Arco itself also undertook a major restructuring in 1985, which included taking a $900 million write-off of the Houston area assets of what was now Lyondell Chemical. Even with the write-off Lyondell continued to lose money in 1985, albeit at a greatly reduced rate, and by early 1986, the company began to return to profitability. Aided in part by the writedown, profits for 1986, and 1987, averaged in the range of $120 million, and as the chemical cycle began an upswing in 1988 the company began seeing profits of $10–20 million per month.

Seizing an opportunity to cash out at the top of the cycle, in mid-1988, Arco decided to offer 50.1% of Lyondell Chemical to the public via an initial public offering (IPO). To ensure that the offering was fully subscribed, Arco also promised that Lyondell would pay out all cash flow in excess of capital needs in the form of special dividends to the shareholders.

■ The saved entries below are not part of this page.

//! Decoding of the string LaunchBar passes to an action.
//!
//! The input is either what the user typed (or dropped) on the action, or a
//! previously emitted item that LaunchBar hands back as a JSON object when
//! the user selects it.

use crate::types::ItemRecord;
use serde_json::Value;

/// The decoded invocation input.
#[derive(Debug, Clone, Default, PartialEq)]
pub struct Input {
    raw: String,
    item: Option<ItemRecord>,
    number: Option<f64>,
}

impl Input {
    /// Decode a raw invocation string.
    pub fn parse(raw: impl Into<String>) -> Self {
        let raw = raw.into();
        let item = match serde_json::from_str::<Value>(&raw) {
            Ok(value @ Value::Object(_)) => serde_json::from_value::<ItemRecord>(value).ok(),
            _ => None,
        };
        let mut input = Self {
            raw,
            item,
            number: None,
        };
        input.number = input.as_str().trim().parse::<f64>().ok();
        input
    }

    /// Decode process arguments (without the program name), joined by spaces.
    pub fn from_args<I, S>(args: I) -> Self
    where
        I: IntoIterator<Item = S>,
        S: AsRef<str>,
    {
        let parts: Vec<String> = args.into_iter().map(|s| s.as_ref().to_string()).collect();
        Self::parse(parts.join(" "))
    }

    /// The string exactly as received.
    pub fn raw(&self) -> &str {
        &self.raw
    }

    /// The effective input string: the item's `x-arg` for a re-delivered
    /// item, the raw string otherwise.
    pub fn as_str(&self) -> &str {
        match &self.item {
            Some(item) => &item.arg,
            None => &self.raw,
        }
    }

    /// The re-delivered item, if the input was an item object.
    pub fn item(&self) -> Option<&ItemRecord> {
        self.item.as_ref()
    }

    pub fn is_object(&self) -> bool {
        self.item.is_some()
    }

    pub fn is_string(&self) -> bool {
        self.item.is_none()
    }

    pub fn is_empty(&self) -> bool {
        self.as_str().is_empty()
    }

    pub fn is_number(&self) -> bool {
        self.number.is_some()
    }

    pub fn is_int(&self) -> bool {
        self.number.is_some_and(|n| n.is_finite() && n.fract() == 0.0)
    }

    pub fn is_float(&self) -> bool {
        self.is_number() && !self.is_int()
    }

    /// Numeric value of the input, or 0.
    pub fn as_f64(&self) -> f64 {
        self.number.unwrap_or(0.0)
    }

    /// Integer value of the input (truncated), or 0.
    pub fn as_i64(&self) -> i64 {
        self.as_f64() as i64
    }

    /// `x-id` of the re-delivered item.
    pub fn item_id(&self) -> Option<i64> {
        self.item.as_ref().map(|item| item.id)
    }

    /// Title of the re-delivered item, or `""`.
    pub fn title(&self) -> &str {
        self.item.as_ref().map_or("", |item| item.title.as_str())
    }

    /// Name of the bound function, if the item carries one.
    pub fn func_name(&self) -> Option<&str> {
        self.item
            .as_ref()
            .map(|item| item.func.as_str())
            .filter(|name| !name.is_empty())
    }

    /// The serialized function argument, or `""`.
    pub fn func_arg(&self) -> &str {
        self.item.as_ref().map_or("", |item| item.func_arg.as_str())
    }

    /// The function arguments as strings.
    pub fn func_args(&self) -> Vec<String> {
        self.item
            .as_ref()
            .map(ItemRecord::func_args)
            .unwrap_or_default()
    }

    pub fn has_data(&self) -> bool {
        self.item.as_ref().is_some_and(|item| !item.data.is_empty())
    }

    /// A value from the item's `x-data`.
    pub fn data(&self, key: &str) -> Option<&Value> {
        self.item.as_ref().and_then(|item| item.data.get(key))
    }

    /// A string from the item's `x-data`, or `""`.
    pub fn data_str(&self, key: &str) -> &str {
        self.data(key).and_then(Value::as_str).unwrap_or("")
    }

    /// An integer from the item's `x-data`, or 0.
    pub fn data_i64(&self, key: &str) -> i64 {
        self.data(key).and_then(Value::as_i64).unwrap_or(0)
    }
}

#[cfg(test)]
mod tests {
    use super::*;

    #[test]
    fn plain_string_input() {
        let input = Input::parse("hello world");

        assert!(input.is_string());
        assert!(!input.is_object());
        assert!(!input.is_number());
        assert_eq!(input.as_str(), "hello world");
        assert_eq!(input.title(), "");
        assert!(input.func_name().is_none());
        assert!(input.func_args().is_empty());
    }

    #[test]
    fn args_are_joined_with_spaces() {
        let input = Input::from_args(["open", "my", "file"]);
        assert_eq!(input.raw(), "open my file");
    }

    #[test]
    fn empty_input() {
        let input = Input::from_args(Vec::<String>::new());
        assert!(input.is_empty());
        assert!(input.is_string());
    }

    #[test]
    fn integer_and_float_detection() {
        let int = Input::parse("42");
        assert!(int.is_number());
        assert!(int.is_int());
        assert!(!int.is_float());
        assert_eq!(int.as_i64(), 42);

        let float = Input::parse("3.25");
        assert!(float.is_float());
        assert!(!float.is_int());
        assert!((float.as_f64() - 3.25).abs() < f64::EPSILON);
    }

    #[test]
    fn numbers_are_not_objects() {
        // Valid JSON, but not an item.
        let input = Input::parse("7");
        assert!(input.is_string());
        assert!(input.is_int());
    }

    #[test]
    fn json_array_is_a_string_input() {
        let input = Input::parse(r#"["a","b"]"#);
        assert!(input.is_string());
        assert_eq!(input.as_str(), r#"["a","b"]"#);
    }

    #[test]
    fn item_object_input() {
        let raw = r#"{"title":"Recent","x-id":2,"x-order":1,"x-arg":"12","x-data":{"tag":"rust","page":3}}"#;
        let input = Input::parse(raw);

        assert!(input.is_object());
        assert_eq!(input.item_id(), Some(2));
        assert_eq!(input.title(), "Recent");
        // The effective string is the stamped argument, not the JSON.
        assert_eq!(input.as_str(), "12");
        assert!(input.is_int());
        assert!(input.has_data());
        assert_eq!(input.data_str("tag"), "rust");
        assert_eq!(input.data_i64("page"), 3);
        assert_eq!(input.data_str("missing"), "");
    }

    #[test]
    fn function_call_input() {
        let raw = r#"{"title":"Go","x-func":"open","x-funcarg":"[\"a\",\"b\"]","x-arg":""}"#;
        let input = Input::parse(raw);

        assert_eq!(input.func_name(), Some("open"));
        assert_eq!(input.func_arg(), r#"["a","b"]"#);
        assert_eq!(input.func_args(), vec!["a".to_string(), "b".to_string()]);
        assert!(input.is_empty());
    }

    #[test]
    fn non_array_func_arg_is_single_argument() {
        let raw = r#"{"x-func":"open","x-funcarg":"https://example.com"}"#;
        let input = Input::parse(raw);

        assert_eq!(input.func_args(), vec!["https://example.com".to_string()]);
    }
}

Arco was initially able to sell approximately 53% of its stake when the IPO occurred in January 1989; however the price quickly fell below the IPO price and Arco was forced to repurchase some of the shares which resulted in giving Arco a 49.9% interest in the Houston refinery and the other Houston area assets.

Part of Lyondell's strategy from the start was to operate as a merchant refiner. This meant that even as a wholly owned subsidiary the company was not obligated to purchase crude oil from the Arco parent, nor was it required to sell product to Arco's refined products marketing organization. However, the lack of long-term crude supply contracts meant that the company was subject to dramatic swings in the cost of raw materials and refined products. Initially the company tried to manage this risk through a hedging strategy based on crude and refined product derivatives contracts, but when this proved to be unsuccessful company planners began to investigate the sale of the Houston refinery.

In early 1990, Lyondell began talks with several interested parties regarding the sale of the Houston refinery. These talks progressed throughout the spring and summer of 1990 with several potential buyers including representatives of several mid-east oil companies. However the Iraqi invasion of Kuwait in August 1990, and the subsequent uncertainty in the global petroleum markets damped interest in the refinery and Lyondell was forced to end discussions regarding its sale.

Prior to the IPO, Lyondell's refinery evaluations team had been engaged in a project to negotiate a long-term crude supply agreement (CSA) with a major oil producer. This project was shut down when Arco decided to take Lyondell public, but when the refinery sale project ended interest in a long-term CSA was revived. Earlier discussions had indicated that in addition to locking in a guaranteed source of crude there was an opportunity to expand the refinery's heavy crude processing capability.

Petroleos de Venezuela, S.A. (PDVSA) was one of the two producers who participated in the earlier study. In a two-part transaction, Lyondell negotiated a 25-year CSA with PDVSA to supply 240 MBD of heavy Venezuelan crude to the refinery, and PDVSA's wholly owned U.S. subsidiary Citgo agreed to invest in the refinery expansion project in exchange for partial ownership of the refinery. Initially estimated to cost $500 million, the refinery expansion project would eventually top $1.2 billion and lead to some acrimonious relationships between Lyondell and Citgo.

In 1993, CITGO entered into a joint venture agreement with Lyondell Chemical to form the Lyondell-CITGO Refinery Company in Houston; of which Lyondell owned 58.75 percent and CITGO owned the remaining 41.25 percent.

On August 16, 2006, Lyondell Chemical Company bought CITGO's share, and as a result, Houston Refining became a wholly owned subsidiary of Lyondell.

In April of 2022, LyondellBasell announced plans to close the refinery by the end of 2023. The target closure date was pushed back to Q1 2025 due to a period of strong refining margins.